**REQUIRED ACTION**
Of the lines listed below, return exactly those that run from the line containing "use std::time::Instant;" through the line containing "let count = args.count(config);", both included.

(Collected data)
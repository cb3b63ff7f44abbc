// SPDX-License-Identifier: MIT
// Copyright (c) 2026 Alfred Jean LLC

//! `occurs generate` command implementation.

use std::time::Instant;

use anyhow::Context;
use rand::SeedableRng;
use rand::rngs::StdRng;

use occurs::cli::{Cli, GenerateArgs};
use occurs::config::Config;
use occurs::error::ExitCode;
use occurs::generate::RecordGenerator;
use occurs::records::{self, ColumnLayout};
use occurs::verbose::VerboseLogger;

/// Run the `occurs generate` command.
pub fn run(cli: &Cli, args: &GenerateArgs, config: &Config) -> anyhow::Result<ExitCode> {
    let verbose = VerboseLogger::from_flag_or_env(cli.verbose);
    let path = args.data_path(config);
    let count = args.count(config);

    let generator = RecordGenerator::new(args.length(config), &config.generate.alphabet)?;
    let mut rng = match args.seed {
        Some(seed) => StdRng::seed_from_u64(seed),
        None => StdRng::from_entropy(),
    };

    verbose.section("Generate");
    verbose.log(&format!("data: {}", path.display()));
    verbose.log(&format!("records: {} x {} chars", count, generator.length()));

    let started = Instant::now();
    let generated = generator.generate(count, &mut rng);
    verbose.timing("generate", started.elapsed());

    let started = Instant::now();
    records::write_records(&path, &ColumnLayout::from(&config.data), &generated)
        .with_context(|| format!("failed to write records to {}", path.display()))?;
    verbose.timing("write", started.elapsed());

    tracing::info!("wrote {} records to {}", generated.len(), path.display());
    Ok(ExitCode::Success)
}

**WRITTEN RESPONSE**
use std::time::Instant;

use anyhow::Context;
use rand::SeedableRng;
use rand::rngs::StdRng;

use occurs::cli::{Cli, GenerateArgs};
use occurs::config::Config;
use occurs::error::ExitCode;
use occurs::generate::RecordGenerator;
use occurs::records::{self, ColumnLayout};
use occurs::verbose::VerboseLogger;

/// Run the `occurs generate` command.
pub fn run(cli: &Cli, args: &GenerateArgs, config: &Config) -> anyhow::Result<ExitCode> {
    let verbose = VerboseLogger::from_flag_or_env(cli.verbose);
    let path = args.data_path(config);
    let count = args.count(config);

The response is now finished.